ISOLATION -幕間-


目の前の人物と対峙した時、少しだけ奇妙な既視感を覚えた。
そして思った。

あぁオレはここで死ぬんだな、と。




「君が沢田綱吉くんかぁ」

白い人がオレに話かける訳でもなく呟く。
目の前に居るのに実態が掴めない人。
笑顔を浮かべてるのに、そこに心が感じられない人。
……俺の知ってる人にどこか似てるけど、どこも似てない人。

「うん。話しには聞いていたけど、想像以上にいいね」

そう言ってニッコリと笑う。
なんて毒々しい笑顔。
気持ち悪い。

「そんな顔しないでよ。本当は綱吉くんと仲良くしたいんだから」

馴れ馴れしい口調が、気持ち悪い。
なんだろうこの人。
入れ物と中身と口調と表情と…全てが乖離している。
怖い人。

「でも、世の中って上手くいかないよねぇ」

言葉が上滑りしていく。
気持ち悪い気持ち悪い気持ち悪い。

「君の答えはNO。
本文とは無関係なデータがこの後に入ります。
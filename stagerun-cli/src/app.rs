//! Top-level flows of the two binaries.

use crate::args::{self, CiCli};
use crate::dashboard::Dashboard;
use anyhow::Context;
use crossterm::style::{StyledContent, Stylize};
use stagerun::ci::{self, CiRunner};
use stagerun::config::ConfigLoader;
use stagerun::driver::{Driver, RunRequest};
use stagerun::errors::StagerunError;
use stagerun::report::Console;
use stagerun::runner::ShellRunner;
use std::ffi::OsString;
use std::io::{self, IsTerminal, Write};
use tracing::debug;

/// Runs `stagerun` with `argv`, returning the process exit status.
///
/// # Errors
///
/// Returns loader, planning, and execution errors. Invalid arguments, `--help`
/// and `--version` exit the process through clap.
pub async fn run_stagerun(argv: Vec<OsString>) -> anyhow::Result<u8> {
    let config_path = args::config_path(&argv);
    let config = ConfigLoader::load_from_file(&config_path).map_err(StagerunError::from)?;

    let mut cmd = args::build_command(&config.stages)?;
    let matches = match cmd.try_get_matches_from_mut(&argv) {
        Ok(matches) => matches,
        Err(e) => e.exit(),
    };
    let parsed = match args::from_matches(&matches, &config.stages) {
        Ok(parsed) => parsed,
        Err(e) => e.exit(),
    };
    debug!(config = %config_path.display(), requested = ?parsed.requested, "parsed arguments");

    if parsed.requested.is_empty() {
        let message = paint(
            "Error: No action specified.",
            io::stdout().is_terminal(),
            |s| s.yellow(),
        );
        println!("{message}\n");
        println!("{}", cmd.render_help());
        return Ok(1);
    }

    let request = RunRequest::new(parsed.requested, parsed.cli.dut.unwrap_or_default());
    let runner = ShellRunner::new(config.shell());
    let mut driver = Driver::new(&config, &runner);

    if parsed.cli.print_plan {
        let preview = driver.preview(&request)?;
        println!("{}", preview.to_json_pretty()?);
        return Ok(0);
    }

    let mut console = Console::stdout().with_verbose(parsed.cli.verbose);
    driver.run(&request, &mut console).await?;
    Ok(0)
}

/// Runs `stagerun-ci`, returning the process exit status.
///
/// # Errors
///
/// Returns an error if the workflow cannot be loaded or holds no steps.
pub async fn run_ci(cli: CiCli) -> anyhow::Result<u8> {
    let mut steps = ci::load_workflow(&cli.workflow, &cli.marker).map_err(StagerunError::from)?;
    if steps.is_empty() {
        return Err(StagerunError::configuration(format!(
            "No {} steps found in {}",
            cli.marker,
            cli.workflow.display()
        ))
        .into());
    }

    let root = match ci::project_root(&cli.workflow) {
        Some(root) => root,
        None => std::env::current_dir().context("cannot determine the working directory")?,
    };
    debug!(root = %root.display(), steps = steps.len(), "running CI steps");

    let runner = ShellRunner::new(cli.shell).with_working_dir(root.clone());
    let interactive = io::stdout().is_terminal();
    let mut board = Dashboard::new(io::stdout(), interactive);

    board.header()?;
    board.draw(&steps)?;
    let summary = CiRunner::new(&runner, root)
        .run_steps(&mut steps, |steps| {
            // Redraw failures only affect the display.
            let _ = board.draw(steps);
        })
        .await;
    board.summary(&summary)?;

    Ok(u8::from(!summary.all_passed()))
}

/// Prints `err` to stderr with its hint and returns its exit status.
pub fn report_error(err: &anyhow::Error) -> u8 {
    let stagerun_err = err.downcast_ref::<StagerunError>();
    let color = io::stderr().is_terminal();
    let mut stderr = io::stderr().lock();

    let _ = writeln!(stderr, "{}", paint(&format!("Error: {err}"), color, |s| s.red()));
    if let Some(hint) = stagerun_err.and_then(StagerunError::fix_hint) {
        let _ = writeln!(stderr, "{}", paint(&format!("  hint: {hint}"), color, |s| s.dim()));
    }

    stagerun_err.map_or(1, StagerunError::exit_code)
}

fn paint(text: &str, color: bool, style: fn(&str) -> StyledContent<&str>) -> String {
    if color {
        style(text).to_string()
    } else {
        text.to_string()
    }
}
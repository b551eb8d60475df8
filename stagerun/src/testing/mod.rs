//! Testing utilities for stagerun workflows.
//!
//! This module provides:
//! - Scripted command runners
//! - Workflow and graph fixtures
//! - Plan and error assertions

mod assertions;
mod fixtures;
mod mocks;

pub use assertions::{assert_cycle, assert_dependencies_precede, assert_error_code};
pub use fixtures::{
    env_from_pairs, graph_from_edges, sample_config, SharedBuffer, SAMPLE_WORKFLOW,
};
pub use mocks::{ScriptedRunner, UnspawnableRunner};
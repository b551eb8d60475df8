//! Command-line arguments.
//!
//! The fixed options are declared with clap's derive API; one `--<stage>`
//! switch per requestable stage is added to the derived command at run time,
//! once the workflow is loaded.

use clap::{Arg, ArgAction, ArgMatches, Command, CommandFactory, FromArgMatches, Parser};
use stagerun::ci::{DEFAULT_MARKER, DEFAULT_WORKFLOW_PATH};
use stagerun::config::DEFAULT_CONFIG_FILE;
use stagerun::errors::StagerunError;
use stagerun::pipeline::StageGraph;
use std::collections::HashMap;
use std::ffi::OsString;
use std::path::PathBuf;

/// Environment variable overriding the workflow path.
pub const CONFIG_ENV: &str = "STAGERUN_CONFIG";

/// Flags clap adds while building the command, absent from the derived arguments.
pub const RESERVED_FLAGS: &[&str] = &["help", "version"];

/// Fixed options of the `stagerun` binary.
#[derive(Debug, Clone, Parser)]
#[command(
    name = "stagerun",
    version,
    about = "Run workflow stages with their dependencies",
    after_help = "Each non-hidden stage of the workflow adds a --<stage> switch."
)]
pub struct Cli {
    /// Workflow file.
    #[arg(long, value_name = "PATH", env = CONFIG_ENV, default_value = DEFAULT_CONFIG_FILE)]
    pub config: PathBuf,

    /// Device under test.
    #[arg(long, value_name = "NAME")]
    pub dut: Option<String>,

    /// Echo commands and their output.
    #[arg(short, long)]
    pub verbose: bool,

    /// Print the plan and materialized commands as JSON instead of running.
    #[arg(long)]
    pub print_plan: bool,
}

/// Parsed arguments with the requested stages collected.
#[derive(Debug, Clone)]
pub struct ParsedArgs {
    /// The fixed options.
    pub cli: Cli,
    /// Requested stages, in declaration order.
    pub requested: Vec<String>,
}

/// Finds the workflow path before the full command can be built.
///
/// Looks for `--config <PATH>` or `--config=<PATH>` in `argv`, then the
/// environment, then falls back to `workflow.yaml`.
#[must_use]
pub fn config_path(argv: &[OsString]) -> PathBuf {
    let mut args = argv.iter().skip(1);
    while let Some(arg) = args.next() {
        let Some(arg) = arg.to_str() else { continue };
        if arg == "--" {
            break;
        }
        if arg == "--config" {
            if let Some(value) = args.next() {
                return PathBuf::from(value);
            }
        } else if let Some(value) = arg.strip_prefix("--config=") {
            return PathBuf::from(value);
        }
    }

    std::env::var_os(CONFIG_ENV)
        .filter(|value| !value.is_empty())
        .map_or_else(|| PathBuf::from(DEFAULT_CONFIG_FILE), PathBuf::from)
}

fn valid_flag_name(name: &str) -> bool {
    !name.is_empty()
        && !name.starts_with('-')
        && name
            .chars()
            .all(|c| c.is_ascii_alphanumeric() || c == '-' || c == '_')
}

/// Builds the full command: the derived options plus one switch per stage.
///
/// # Errors
///
/// Returns [`StagerunError::Configuration`] if a stage name collides with the
/// id or long flag of a built-in argument, or cannot be used as a flag.
pub fn build_command(stages: &StageGraph) -> Result<Command, StagerunError> {
    let mut cmd = Cli::command().next_help_heading("Stages");

    for (name, def) in stages.requestable() {
        let taken = RESERVED_FLAGS.contains(&name)
            || cmd
                .get_arguments()
                .any(|arg| arg.get_id() == name || arg.get_long() == Some(name));
        if taken {
            return Err(StagerunError::configuration(format!(
                "Stage '{name}' collides with the built-in --{name} flag"
            )));
        }
        if !valid_flag_name(name) {
            return Err(StagerunError::configuration(format!(
                "Stage '{name}' cannot be used as a command-line flag"
            )));
        }
        cmd = cmd.arg(
            Arg::new(name.to_string())
                .long(name.to_string())
                .action(ArgAction::SetTrue)
                .help(def.help_text(name)),
        );
    }

    Ok(cmd)
}

/// Extracts the fixed options and the requested stages from `matches`.
///
/// # Errors
///
/// Returns the clap error if the derived options cannot be extracted.
pub fn from_matches(matches: &ArgMatches, stages: &StageGraph) -> Result<ParsedArgs, clap::Error> {
    let cli = Cli::from_arg_matches(matches)?;
    let flags: HashMap<String, bool> = stages
        .requestable()
        .map(|(name, _)| (name.to_string(), matches.get_flag(name)))
        .collect();

    Ok(ParsedArgs {
        cli,
        requested: stages.select(&flags),
    })
}

/// Options of the `stagerun-ci` binary.
#[derive(Debug, Clone, Parser)]
#[command(
    name = "stagerun-ci",
    version,
    about = "Run every CI step that invokes stagerun, with a live status board"
)]
pub struct CiCli {
    /// CI workflow file.
    #[arg(long, value_name = "PATH", default_value = DEFAULT_WORKFLOW_PATH)]
    pub workflow: PathBuf,

    /// Binary name that marks a step as a stagerun invocation.
    #[arg(long, value_name = "NAME", default_value = DEFAULT_MARKER)]
    pub marker: String,

    /// Shell used to run each step.
    #[arg(long, value_name = "PATH", default_value = "/bin/sh")]
    pub shell: String,
}

#[cfg(test)]
mod tests {
    use super::*;
    use pretty_assertions::assert_eq;
    use stagerun::pipeline::{StageDef, StageGraphBuilder};

    fn graph() -> StageGraph {
        StageGraphBuilder::new()
            .stage("clean", &[], &["rm -rf out"])
            .stage_def("setup", StageDef::new().hidden())
            .stage_def(
                "build",
                StageDef::new()
                    .with_dependency("setup")
                    .with_description("Build the image"),
            )
            .stage("docs", &[], &[])
            .build()
    }

    fn argv(args: &[&str]) -> Vec<OsString> {
        std::iter::once("stagerun")
            .chain(args.iter().copied())
            .map(OsString::from)
            .collect()
    }

    fn parse(args: &[&str]) -> Result<ParsedArgs, clap::Error> {
        let stages = graph();
        let matches = build_command(&stages)
            .unwrap()
            .try_get_matches_from(argv(args))?;
        from_matches(&matches, &stages)
    }

    #[test]
    fn test_stage_flags_in_declaration_order() {
        let parsed = parse(&["--docs", "--build", "--clean", "--dut", "rpi4", "-v"]).unwrap();
        assert_eq!(parsed.requested, vec!["clean", "build", "docs"]);
        assert_eq!(parsed.cli.dut.as_deref(), Some("rpi4"));
        assert!(parsed.cli.verbose);
        assert!(!parsed.cli.print_plan);
    }

    #[test]
    fn test_hidden_stage_has_no_flag() {
        let err = parse(&["--setup"]).unwrap_err();
        assert_eq!(err.kind(), clap::error::ErrorKind::UnknownArgument);
    }

    #[test]
    fn test_no_stage_requested() {
        let parsed = parse(&["--dut", "x", "--print-plan"]).unwrap();
        assert!(parsed.requested.is_empty());
        assert!(parsed.cli.print_plan);
    }

    #[test]
    fn test_help_text() {
        let help = build_command(&graph()).unwrap().render_help().to_string();
        assert!(help.contains("--build"));
        assert!(help.contains("Build the image"));
        assert!(help.contains("Run docs"));
        assert!(!help.contains("--setup"));
    }

    #[test]
    fn test_reserved_stage_name_rejected() {
        let stages = StageGraphBuilder::new().stage("verbose", &[], &[]).build();
        let err = build_command(&stages).unwrap_err();
        assert_eq!(err.code(), "CONFIG-INVALID");
    }

    #[test]
    fn test_stage_named_like_argument_id_rejected() {
        for name in ["print_plan", "print-plan", "config", "dut", "help"] {
            let stages = StageGraphBuilder::new().stage(name, &[], &[]).build();
            let err = build_command(&stages).unwrap_err();
            assert_eq!(err.code(), "CONFIG-INVALID", "stage {name}");
        }
    }

    #[test]
    fn test_print_plan_stays_off_for_unrelated_stage() {
        let stages = StageGraphBuilder::new().stage("print_docs", &[], &[]).build();
        let matches = build_command(&stages)
            .unwrap()
            .try_get_matches_from(argv(&["--print_docs", "--dut", "x"]))
            .unwrap();
        let parsed = from_matches(&matches, &stages).unwrap();
        assert_eq!(parsed.requested, vec!["print_docs"]);
        assert!(!parsed.cli.print_plan);
    }

    #[test]
    fn test_hidden_stage_may_use_reserved_name() {
        let stages = StageGraphBuilder::new()
            .stage_def("help", StageDef::new().hidden())
            .build();
        assert!(build_command(&stages).is_ok());
    }

    #[test]
    fn test_invalid_flag_name_rejected() {
        let stages = StageGraphBuilder::new().stage("two words", &[], &[]).build();
        assert!(build_command(&stages).is_err());
    }

    #[test]
    fn test_config_path_from_args() {
        assert_eq!(
            config_path(&argv(&["--build", "--config", "ci/flow.yaml"])),
            PathBuf::from("ci/flow.yaml")
        );
        assert_eq!(
            config_path(&argv(&["--config=other.yaml"])),
            PathBuf::from("other.yaml")
        );
    }

    #[test]
    fn test_ci_cli_defaults() {
        let cli = CiCli::try_parse_from(["stagerun-ci"]).unwrap();
        assert_eq!(cli.workflow, PathBuf::from(".github/workflows/ci.yaml"));
        assert_eq!(cli.marker, "stagerun");
        assert_eq!(cli.shell, "/bin/sh");
    }

    #[test]
    fn test_cli_definition_is_valid() {
        Cli::command().debug_assert();
        CiCli::command().debug_assert();
    }
}
//! Error types for stagerun.
//!
//! Every error in this taxonomy is fatal for the run that produced it: the
//! driver stops at the first one and the CLI maps it to a process exit code
//! via [`StagerunError::exit_code`].

use std::path::PathBuf;
use thiserror::Error;

/// The main error type for stagerun operations.
#[derive(Debug, Error)]
pub enum StagerunError {
    /// A requested or depended-upon stage does not exist.
    #[error("{0}")]
    UnknownStage(#[from] UnknownStageError),

    /// A stage transitively depends on itself.
    #[error("{0}")]
    CircularDependency(#[from] CycleDetectedError),

    /// A template string could not be parsed.
    #[error("{0}")]
    MalformedTemplate(#[from] MalformedTemplateError),

    /// A command template references a variable that is not defined.
    #[error("{0}")]
    MissingVariable(#[from] MissingVariableError),

    /// A command exited with a non-zero status.
    #[error("{0}")]
    CommandFailure(#[from] CommandFailedError),

    /// The invocation itself is invalid (no stages requested, no DUT, ...).
    #[error("Configuration error: {0}")]
    Configuration(String),

    /// The workflow document could not be loaded.
    #[error("{0}")]
    ConfigLoad(#[from] ConfigLoadError),

    /// The shell process could not be started.
    #[error("Failed to spawn `{command}`: {source}")]
    Spawn {
        /// The command that was being launched.
        command: String,
        /// The underlying IO error.
        #[source]
        source: std::io::Error,
    },

    /// IO error (build log, working directory).
    #[error("IO error: {0}")]
    Io(#[from] std::io::Error),
}

impl StagerunError {
    /// Creates a configuration error.
    #[must_use]
    pub fn configuration(message: impl Into<String>) -> Self {
        Self::Configuration(message.into())
    }

    /// Returns a stable error code for diagnostics.
    #[must_use]
    pub fn code(&self) -> &'static str {
        match self {
            Self::UnknownStage(_) => "STAGE-UNKNOWN",
            Self::CircularDependency(_) => "STAGE-CYCLE",
            Self::MalformedTemplate(_) => "TEMPLATE-MALFORMED",
            Self::MissingVariable(_) => "TEMPLATE-MISSING-VAR",
            Self::CommandFailure(_) => "COMMAND-FAILED",
            Self::Configuration(_) => "CONFIG-INVALID",
            Self::ConfigLoad(_) => "CONFIG-LOAD",
            Self::Spawn { .. } => "COMMAND-SPAWN",
            Self::Io(_) => "IO",
        }
    }

    /// Returns a hint for fixing the error, if one is known.
    #[must_use]
    pub fn fix_hint(&self) -> Option<&'static str> {
        ErrorSuggestions::get(self.code())
    }

    /// Process exit status for this error.
    ///
    /// A failed command propagates its own exit code (clamped to `1..=255`);
    /// everything else, including a command killed by a signal, maps to 1.
    #[must_use]
    pub fn exit_code(&self) -> u8 {
        match self {
            Self::CommandFailure(err) => match err.exit_code {
                Some(code) if code != 0 => u8::try_from(code.clamp(1, 255)).unwrap_or(1),
                _ => 1,
            },
            _ => 1,
        }
    }
}

/// Error raised when a stage name is not present in the stage graph.
#[derive(Debug, Clone, PartialEq, Eq, Error)]
#[error("Stage '{stage}' not found{}", required_by(.referenced_by))]
pub struct UnknownStageError {
    /// The missing stage.
    pub stage: String,
    /// The stage whose dependency list named it, if any.
    pub referenced_by: Option<String>,
}

fn required_by(referenced_by: &Option<String>) -> String {
    referenced_by
        .as_ref()
        .map(|parent| format!(" (required by '{parent}')"))
        .unwrap_or_default()
}

impl UnknownStageError {
    /// Creates an unknown stage error for a directly requested stage.
    #[must_use]
    pub fn new(stage: impl Into<String>) -> Self {
        Self {
            stage: stage.into(),
            referenced_by: None,
        }
    }

    /// Records which stage declared the dependency.
    #[must_use]
    pub fn referenced_by(mut self, parent: impl Into<String>) -> Self {
        self.referenced_by = Some(parent.into());
        self
    }
}

/// Error raised when a cycle is detected in the stage graph.
#[derive(Debug, Clone, PartialEq, Eq, Error)]
#[error("Circular dependency: {}", cycle_path.join(" -> "))]
pub struct CycleDetectedError {
    /// The ancestor chain that closes the cycle, ending with the repeated stage.
    pub cycle_path: Vec<String>,
}

impl CycleDetectedError {
    /// Creates a new cycle detected error.
    #[must_use]
    pub fn new(cycle_path: Vec<String>) -> Self {
        Self { cycle_path }
    }
}

/// Syntax problems found while parsing a `{name}` template.
#[derive(Debug, Clone, Copy, PartialEq, Eq, Error)]
pub enum TemplateSyntaxError {
    /// A `{` that is never closed.
    #[error("unmatched '{{' at offset {0}")]
    UnclosedBrace(usize),
    /// A lone `}` outside a placeholder.
    #[error("single '}}' encountered at offset {0}")]
    StrayClosingBrace(usize),
    /// A `{}` with no name.
    #[error("empty placeholder at offset {0}")]
    EmptyPlaceholder(usize),
    /// A `{` inside a placeholder name.
    #[error("unexpected '{{' inside placeholder at offset {0}")]
    NestedBrace(usize),
}

/// Error raised when a variable or command template is malformed.
#[derive(Debug, Clone, PartialEq, Eq, Error)]
#[error("Malformed template for '{key}': {source} in \"{template}\"")]
pub struct MalformedTemplateError {
    /// The variable name (or `<stage>.commands[<n>]`) holding the template.
    pub key: String,
    /// The offending template text.
    pub template: String,
    /// What was wrong with it.
    pub source: TemplateSyntaxError,
}

impl MalformedTemplateError {
    /// Creates a new malformed template error.
    #[must_use]
    pub fn new(
        key: impl Into<String>,
        template: impl Into<String>,
        source: TemplateSyntaxError,
    ) -> Self {
        Self {
            key: key.into(),
            template: template.into(),
            source,
        }
    }
}

/// Error raised when a command references an undefined variable.
#[derive(Debug, Clone, PartialEq, Eq, Error)]
#[error("Missing variable '{variable}' in stage '{stage}'")]
pub struct MissingVariableError {
    /// The stage whose command failed to materialize.
    pub stage: String,
    /// The undefined variable name.
    pub variable: String,
}

impl MissingVariableError {
    /// Creates a new missing variable error.
    #[must_use]
    pub fn new(stage: impl Into<String>, variable: impl Into<String>) -> Self {
        Self {
            stage: stage.into(),
            variable: variable.into(),
        }
    }
}

/// Error raised when a command exits unsuccessfully.
#[derive(Debug, Clone, PartialEq, Eq, Error)]
#[error("Command failed in stage '{stage}' (exit code: {})", exit_label(.exit_code))]
pub struct CommandFailedError {
    /// The stage being executed.
    pub stage: String,
    /// The materialized command.
    pub command: String,
    /// The exit code, or `None` when the process was killed by a signal.
    pub exit_code: Option<i32>,
}

fn exit_label(code: &Option<i32>) -> String {
    code.map_or_else(|| "signal".to_string(), |c| c.to_string())
}

impl CommandFailedError {
    /// Creates a new command failure error.
    #[must_use]
    pub fn new(stage: impl Into<String>, command: impl Into<String>, exit_code: Option<i32>) -> Self {
        Self {
            stage: stage.into(),
            command: command.into(),
            exit_code,
        }
    }
}

/// Errors raised while loading a workflow document.
#[derive(Debug, Error)]
pub enum ConfigLoadError {
    /// The file does not exist.
    #[error("Config not found: {}", .0.display())]
    FileNotFound(PathBuf),

    /// The file is not valid YAML or does not match the schema.
    #[error("Invalid YAML in {}: {source}", path.display())]
    Yaml {
        /// The file being parsed.
        path: PathBuf,
        /// The parse error.
        #[source]
        source: serde_yaml::Error,
    },

    /// A variable value is not a scalar.
    #[error("Variable '{name}' must be a scalar value, found {found}")]
    InvalidVariable {
        /// The variable name.
        name: String,
        /// Description of the value that was found.
        found: &'static str,
    },

    /// The file could not be read.
    #[error("Failed to read {}: {source}", path.display())]
    Io {
        /// The file being read.
        path: PathBuf,
        /// The underlying IO error.
        #[source]
        source: std::io::Error,
    },
}

/// Provides default suggestions for error codes.
pub struct ErrorSuggestions;

impl ErrorSuggestions {
    /// Gets a suggestion for a given error code.
    #[must_use]
    pub fn get(code: &str) -> Option<&'static str> {
        match code {
            "STAGE-CYCLE" => Some(
                "Remove one of the dependencies in the cycle. \
                 Use a linear chain or fan-out pattern instead.",
            ),
            "STAGE-UNKNOWN" => Some(
                "Ensure every dependency names a stage defined under `stages:`. \
                 Check for typos in stage names.",
            ),
            "TEMPLATE-MALFORMED" => Some(
                "Placeholders are written `{name}`; write `{{` or `}}` for a literal brace.",
            ),
            "TEMPLATE-MISSING-VAR" => Some(
                "Declare the variable under `variables:` or use one of the built-ins: \
                 cwd, timestamp, dut.",
            ),
            "CONFIG-INVALID" => Some(
                "Pass --dut <NAME> and at least one stage flag; run with --help to list stages.",
            ),
            _ => None,
        }
    }
}
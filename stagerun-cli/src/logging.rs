//! Diagnostic logging setup.
//!
//! User-facing progress goes through the console reporter on stdout; this
//! only configures `tracing` diagnostics, which always go to stderr.

use std::io::IsTerminal;
use tracing_subscriber::layer::SubscriberExt;
use tracing_subscriber::util::SubscriberInitExt;
use tracing_subscriber::EnvFilter;

/// Environment variable selecting the diagnostic output format.
pub const LOG_FORMAT_ENV: &str = "STAGERUN_LOG_FORMAT";

/// Filter used when `RUST_LOG` is unset or blank.
pub const DEFAULT_FILTER: &str = "warn";

/// Output format of diagnostic logs.
#[derive(Debug, Clone, Copy, Default, PartialEq, Eq)]
pub enum LogFormat {
    /// Human-readable lines.
    #[default]
    Text,
    /// One JSON object per event.
    Json,
}

impl LogFormat {
    /// Parses the value of [`LOG_FORMAT_ENV`]; anything but `json` is text.
    #[must_use]
    pub fn parse(value: Option<&str>) -> Self {
        match value.map(str::trim) {
            Some(v) if v.eq_ignore_ascii_case("json") => Self::Json,
            _ => Self::Text,
        }
    }
}

/// Installs the global subscriber.
///
/// # Errors
///
/// Returns a message if the filter is invalid or a subscriber is already set.
pub fn init_tracing() -> Result<(), String> {
    let filter = match std::env::var("RUST_LOG") {
        Ok(v) if !v.trim().is_empty() => EnvFilter::from_default_env(),
        _ => EnvFilter::try_new(DEFAULT_FILTER).map_err(|e| e.to_string())?,
    };

    let format = LogFormat::parse(std::env::var(LOG_FORMAT_ENV).ok().as_deref());

    let text_layer = (format == LogFormat::Text).then(|| {
        tracing_subscriber::fmt::layer()
            .with_writer(std::io::stderr)
            .with_ansi(std::io::stderr().is_terminal())
    });
    let json_layer = (format == LogFormat::Json).then(|| {
        tracing_subscriber::fmt::layer()
            .json()
            .with_writer(std::io::stderr)
    });

    tracing_subscriber::registry()
        .with(filter)
        .with(text_layer)
        .with(json_layer)
        .try_init()
        .map_err(|e| e.to_string())
}
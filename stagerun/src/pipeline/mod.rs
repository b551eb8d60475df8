//! Stage graphs and execution planning.
//!
//! This module provides:
//! - Stage definitions
//! - The stage graph with dependency resolution
//! - Execution plans

mod graph;
mod plan;
mod spec;

pub use graph::{StageGraph, StageGraphBuilder};
pub use plan::ExecutionPlan;
pub use spec::{StageDef, CLEAN_STAGE};
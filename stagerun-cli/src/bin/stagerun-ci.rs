use clap::Parser;
use stagerun_cli::args::CiCli;
use std::process::ExitCode;

#[tokio::main]
async fn main() -> ExitCode {
    if let Err(err) = stagerun_cli::logging::init_tracing() {
        eprintln!("warning: logging disabled: {err}");
    }

    let cli = CiCli::parse();
    let code = match stagerun_cli::app::run_ci(cli).await {
        Ok(code) => code,
        Err(err) => stagerun_cli::app::report_error(&err),
    };
    ExitCode::from(code)
}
そうすると」

目の前の人がゆったりと銃を構える。
そんな状況でも殺意が全く感じられない。
でも、確実に死の瞬間が迫っている事は、分かる。
この人は躊躇いも動揺も一つも見せず引き金を引ける人、だ。

「死んでもらうしかないよね」

作戦の一環とはいえ、生き返る保障はない。
覚悟を決めてこの場に臨んだはずだったが……やっぱり怖かった。
対峙する人物は想像をはるかに超えて、怖かった。

「バイバイ、沢田綱吉くん」

死ぬ、と思った瞬間頭に浮かんだのはファミリーの事でも両親の事でも初恋の人の事でもなく、六道骸の事だけだった。
最後に見た寂しい笑顔。
ちゃんと話を聞いてやれば良かった。
ごめんな、骸。
ごめんな、むく

暗転

(2009.04.12)
白蘭気持ち悪い連呼してすみません。19巻読み返してトレースさせていただきました。